Studying elections at the state level is strikingly different than studying presidential and congressional elections where data are collected for each cycle by the American National Election Study and are readily available without cost to investigators. Rather than archival data being easily accessible for scientific analysis, individual investigators must gather information about judicial elections at their own time and expense. But the work does not stop there. The states vary considerably in how elections are conducted, when elections are scheduled, how much information is reported about the candidates, and the overall political context within which these elections occur. Thus, not only are the election results to be collected and coded by each researcher, critical information about the candidates, institutional structures, and political context also must be assembled. This certainly goes a long way in explaining why there are so few studies of lower-court elections or lower courts generally.

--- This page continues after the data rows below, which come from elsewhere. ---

//! Sparse linear algebra for the trust-region step
//!
//! Each Levenberg-Marquardt iteration solves the damped normal equations
//!
//! ```text
//! (JᵀJ + D) dx = -Jᵀr,    D = diag(λ (1 + diag(JᵀJ)) + ε)
//! ```
//!
//! The Jacobian is inherently sparse:
//!
//! - Each odometry constraint connects only 2 poses (6 non-zeros per row in J)
//! - Each observation connects 1 pose and 1 landmark (5 non-zeros per row in J)
//! - Each GPS/GIS prior touches 2 entries
//!
//! Two strategies are offered. `Exact` factorizes the damped Hessian with
//! a dense LU, which costs `O(n³)` in the number of state entries and is
//! meant for graphs of up to a few hundred poses. `Iterative` runs
//! Jacobi-preconditioned conjugate gradient using only products with `J`
//! and `Jᵀ`, never forming `JᵀJ`; each iteration is linear in the number of
//! non-zeros, so it is the choice for long trajectories.
//!
//! ## References
//! - [Efficient Sparse Pose Adjustment](https://www.cs.jhu.edu/~misha/Fall07/konolige10.pdf)
//! - [g2o: A General Framework for Graph Optimization](https://github.com/RainerKuemmerle/g2o)

use nalgebra::{DMatrix, DVector};
use serde::{Deserialize, Serialize};
use sprs::{CsMat, TriMat};

/// Sparse triplet for building CSR/CSC matrices
#[derive(Debug, Clone, Copy, PartialEq)]
pub struct Triplet {
    pub row: usize,
    pub col: usize,
    pub value: f64,
}

/// Strategy used to solve the damped normal equations
#[derive(Debug, Clone, Copy, PartialEq, Eq, Default, Serialize, Deserialize)]
#[serde(rename_all = "snake_case")]
pub enum LinearSolverKind {
    /// Direct factorization of `JᵀJ + D`
    #[default]
    Exact,
    /// Preconditioned conjugate gradient
    Iterative,
}

/// Configuration for sparse solver
#[derive(Debug, Clone)]
pub struct SparseSolverConfig {
    /// Regularization added to the diagonal
    pub regularization: f64,
    pub kind: LinearSolverKind,
    /// Conjugate gradient iteration cap (0 = number of unknowns)
    pub cg_max_iterations: usize,
    /// Relative residual at which conjugate gradient stops
    pub cg_tolerance: f64,
}

impl Default for SparseSolverConfig {
    fn default() -> Self {
        Self {
            regularization: 1e-8,
            kind: LinearSolverKind::Exact,
            cg_max_iterations: 0,
            cg_tolerance: 1e-10,
        }
    }
}

/// Jacobian in the storage selected by the optimizer
#[derive(Debug, Clone)]
pub enum Jacobian {
    /// CSR, rows are residuals
    Sparse(CsMat<f64>),
    Dense(DMatrix<f64>),
}

impl Jacobian {
    /// Assemble from triplets; duplicate entries are summed.
    pub fn from_triplets(triplets: &[Triplet], rows: usize, cols: usize, sparse: bool) -> Self {
        if sparse {
            Jacobian::Sparse(triplets_to_csr(triplets, rows, cols))
        } else {
            let mut dense = DMatrix::zeros(rows, cols);
            for t in triplets {
                dense[(t.row, t.col)] += t.value;
            }
            Jacobian::Dense(dense)
        }
    }

    pub fn rows(&self) -> usize {
        match self {
            Jacobian::Sparse(j) => j.rows(),
            Jacobian::Dense(j) => j.nrows(),
        }
    }

    pub fn cols(&self) -> usize {
        match self {
            Jacobian::Sparse(j) => j.cols(),
            Jacobian::Dense(j) => j.ncols(),
        }
    }

    /// `J v`
    pub fn mul(&self, v: &DVector<f64>) -> DVector<f64> {
        match self {
            Jacobian::Sparse(j) => {
                let mut out = DVector::zeros(j.rows());
                for (row, vec) in j.outer_iterator().enumerate() {
                    out[row] = vec.iter().map(|(col, &val)| val * v[col]).sum();
                }
                out
            }
            Jacobian::Dense(j) => j * v,
        }
    }

    /// `Jᵀ u`
    pub fn transpose_mul(&self, u: &DVector<f64>) -> DVector<f64> {
        match self {
            Jacobian::Sparse(j) => {
                let mut out = DVector::zeros(j.cols());
                for (row, vec) in j.outer_iterator().enumerate() {
                    for (col, &val) in vec.iter() {
                        out[col] += val * u[row];
                    }
                }
                out
            }
            Jacobian::Dense(j) => j.tr_mul(u),
        }
    }

    /// Diagonal of `JᵀJ`
    pub fn column_norms_squared(&self) -> DVector<f64> {
        match self {
            Jacobian::Sparse(j) => {
                let mut out = DVector::zeros(j.cols());
                for vec in j.outer_iterator() {
                    for (col, &val) in vec.iter() {
                        out[col] += val * val;
                    }
                }
                out
            }
            Jacobian::Dense(j) => DVector::from_iterator(
                j.ncols(),
                j.column_iter().map(|c| c.norm_squared()),
            ),
        }
    }

    /// `JᵀJ` as a dense matrix
    fn gram(&self) -> DMatrix<f64> {
        match self {
            Jacobian::Sparse(j) => {
                let jt = j.transpose_view();
                let jtj: CsMat<f64> = &jt * j;
                let mut h = DMatrix::zeros(j.cols(), j.cols());
                for (val, (row, col)) in jtj.iter() {
                    h[(row, col)] = *val;
                }
                h
            }
            Jacobian::Dense(j) => j.tr_mul(j),
        }
    }
}

/// Linear solver for the damped normal equations
pub struct SparseSlamSolver {
    config: SparseSolverConfig,
}

impl Default for SparseSlamSolver {
    fn default() -> Self {
        Self::new()
    }
}

impl SparseSlamSolver {
    pub fn new() -> Self {
        Self {
            config: SparseSolverConfig::default(),
        }
    }

    pub fn with_config(config: SparseSolverConfig) -> Self {
        Self { config }
    }

    /// Solve `(JᵀJ + λ(I + diag(JᵀJ))) dx = -Jᵀr`.
    ///
    /// Returns `None` if the system is singular or the solution is not finite.
    pub fn solve(
        &self,
        jacobian: &Jacobian,
        residuals: &DVector<f64>,
        lambda: f64,
    ) -> Option<DVector<f64>> {
        let n_vars = jacobian.cols();
        if n_vars == 0 {
            return Some(DVector::zeros(0));
        }

        let neg_gradient = -jacobian.transpose_mul(residuals);
        let diag = jacobian.column_norms_squared();
        let damping = diag.map(|d| lambda * (1.0 + d) + self.config.regularization);

        let dx = match self.config.kind {
            LinearSolverKind::Exact => {
                let mut h = jacobian.gram();
                for i in 0..n_vars {
                    h[(i, i)] += damping[i];
                }
                h.lu().solve(&neg_gradient)?
            }
            LinearSolverKind::Iterative => {
                let max_iterations = if self.config.cg_max_iterations == 0 {
                    n_vars
                } else {
                    self.config.cg_max_iterations
                };
                let preconditioner = &diag + &damping;
                conjugate_gradient(
                    |v| jacobian.transpose_mul(&jacobian.mul(v)) + damping.component_mul(v),
                    &neg_gradient,
                    &preconditioner,
                    max_iterations,
                    self.config.cg_tolerance,
                )?
            }
        };

        dx.iter().all(|v| v.is_finite()).then_some(dx)
    }
}

/// Jacobi-preconditioned conjugate gradient for a symmetric positive-definite operator
fn conjugate_gradient<F>(
    apply: F,
    b: &DVector<f64>,
    preconditioner: &DVector<f64>,
    max_iterations: usize,
    tolerance: f64,
) -> Option<DVector<f64>>
where
    F: Fn(&DVector<f64>) -> DVector<f64>,
{
    let mut x = DVector::zeros(b.len());
    let b_norm = b.norm();
    if b_norm == 0.0 {
        return Some(x);
    }

    let mut r = b.clone();
    let mut z = r.component_div(preconditioner);
    let mut p = z.clone();
    let mut rz = r.dot(&z);

    for _ in 0..max_iterations {
        let ap = apply(&p);
        let pap = p.dot(&ap);
        if !(pap > 0.0) {
            return None;
        }

        let alpha = rz / pap;
        x.axpy(alpha, &p, 1.0);
        r.axpy(-alpha, &ap, 1.0);

        if r.norm() <= tolerance * b_norm {
            break;
        }

        z = r.component_div(preconditioner);
        let rz_next = r.dot(&z);
        p = &z + &p * (rz_next / rz);
        rz = rz_next;
    }

    Some(x)
}

/// Convert triplets to CSR sparse matrix
fn triplets_to_csr(triplets: &[Triplet], rows: usize, cols: usize) -> CsMat<f64> {
    let mut tri_mat = TriMat::with_capacity((rows, cols), triplets.len());
    for t in triplets {
        tri_mat.add_triplet(t.row, t.col, t.value);
    }
    tri_mat.to_csr()
}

In Defense of Judicial Elections examines, at least in some way, all 474 retention, nonpartisan, and partisan elections over a fifteen-year period (1990-2004) in the thirty-eight states using elections to staff their highest courts. Our goal was to assess the politics of state supreme court elections using state-of-the-art empirics and rigorous theoretical constructs. In doing so, we evaluate systematically the impact of such critical features of elections as quality challengers, the nature of the incumbency (whether initially appointed and seeking election for the first time, or a seasoned incumbent), campaign spending, and various characteristics of state electorates. As a consequence, ours is an enterprise of …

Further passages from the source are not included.